Dataset extract:
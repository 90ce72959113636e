//! Answer generation through an OpenAI-compatible chat completions API.
//!
//! One client covers OpenAI, Ollama and any server that speaks
//! `/v1/chat/completions` (llama.cpp, vLLM, TGI). Used at query time only.

use std::sync::Arc;
use std::time::Duration;

use anyhow::{anyhow, bail, Result};
use async_trait::async_trait;

use crate::config::GenerationConfig;
use crate::http::post_json_with_retry;

#[async_trait]
pub trait Generator: Send + Sync {
    async fn generate(&self, system: &str, prompt: &str) -> Result<String>;
}

pub struct ChatCompletionsGenerator {
    endpoint: String,
    model: String,
    api_key: Option<String>,
    max_tokens: u32,
    temperature: f32,
    top_p: f32,
    client: reqwest::Client,
}

impl ChatCompletionsGenerator {
    pub fn new(config: &GenerationConfig) -> Result<Self> {
        let model = config
            .model
            .clone()
            .ok_or_else(|| anyhow!("generation.model required"))?;

        let (base, api_key) = match config.provider.as_str() {
            "openai" => {
                let key = std::env::var("OPENAI_API_KEY")
                    .map_err(|_| anyhow!("OPENAI_API_KEY environment variable not set"))?;
                (
                    config
                        .url
                        .clone()
                        .unwrap_or_else(|| "https://api.openai.com".to_string()),
                    Some(key),
                )
            }
            "ollama" => (
                config
                    .url
                    .clone()
                    .unwrap_or_else(|| "http://localhost:11434".to_string()),
                None,
            ),
            "openai-compatible" => (
                config
                    .url
                    .clone()
                    .ok_or_else(|| anyhow!("generation.url required for openai-compatible"))?,
                std::env::var("GENERATION_API_KEY").ok(),
            ),
            other => bail!("Unknown generation provider: {}", other),
        };

        Ok(Self {
            endpoint: format!("{}/v1/chat/completions", base.trim_end_matches('/')),
            model,
            api_key,
            max_tokens: config.max_tokens,
            temperature: config.temperature,
            top_p: config.top_p,
            client: reqwest::Client::builder()
                .timeout(Duration::from_secs(config.timeout_secs))
                .build()?,
        })
    }

    fn request_body(&self, system: &str, prompt: &str) -> serde_json::Value {
        serde_json::json!({
            "model": self.model,
            "messages": [
                {"role": "system", "content": system},
                {"role": "user", "content": prompt},
            ],
            "max_tokens": self.max_tokens,
            "temperature": self.temperature,
            "top_p": self.top_p,
            "stream": false,
        })
    }
}

#[async_trait]
impl Generator for ChatCompletionsGenerator {
    async fn generate(&self, system: &str, prompt: &str) -> Result<String> {
        let body = self.request_body(system, prompt);
        let json = post_json_with_retry("Generation", 2, || {
            let req = self.client.post(&self.endpoint).json(&body);
            match &self.api_key {
                Some(key) => req.header("Authorization", format!("Bearer {}", key)),
                None => req,
            }
        })
        .await?;
        parse_completion(&json)
    }
}

fn parse_completion(json: &serde_json::Value) -> Result<String> {
    json.pointer("/choices/0/message/content")
        .and_then(|c| c.as_str())
        .map(|c| c.trim().to_string())
        .ok_or_else(|| anyhow!("Invalid completion response: missing choices[0].message.content"))
}

/// Build the configured generator; `None` when disabled.
pub fn create_generator(config: &GenerationConfig) -> Result<Option<Arc<dyn Generator>>> {
    if !config.is_enabled() {
        return Ok(None);
    }
    Ok(Some(Arc::new(ChatCompletionsGenerator::new(config)?)))
}

#[cfg(test)]
mod tests {
    use super::*;

    fn ollama_config() -> GenerationConfig {
        GenerationConfig {
            provider: "ollama".to_string(),
            model: Some("qwen2.5:7b".to_string()),
            ..GenerationConfig::default()
        }
    }

    #[test]
    fn ollama_endpoint_and_sampling_parameters() {
        let generator = ChatCompletionsGenerator::new(&ollama_config()).unwrap();
        assert_eq!(generator.endpoint, "http://localhost:11434/v1/chat/completions");

        let body = generator.request_body("sys", "question");
        assert_eq!(body["max_tokens"], 512);
        assert_eq!(body["messages"][0]["content"], "sys");
        assert_eq!(body["messages"][1]["role"], "user");
        assert!((body["top_p"].as_f64().unwrap() - 0.9).abs() < 1e-6);
    }

    #[test]
    fn completion_content_extracted() {
        let json = serde_json::json!({
            "choices": [{"message": {"role": "assistant", "content": "  The answer.  "}}]
        });
        assert_eq!(parse_completion(&json).unwrap(), "The answer.");
        assert!(parse_completion(&serde_json::json!({"choices": []})).is_err());
    }

    #[test]
    fn disabled_builds_none() {
        assert!(create_generator(&GenerationConfig::default()).unwrap().is_none());
    }
}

What you will do:
Where the material contains a line with "Some", return that line.

Answer:
                    Some(key),
                Some(key) => req.header("Authorization", format!("Bearer {}", key)),
    Ok(Some(Arc::new(ChatCompletionsGenerator::new(config)?)))
            model: Some("qwen2.5:7b".to_string()),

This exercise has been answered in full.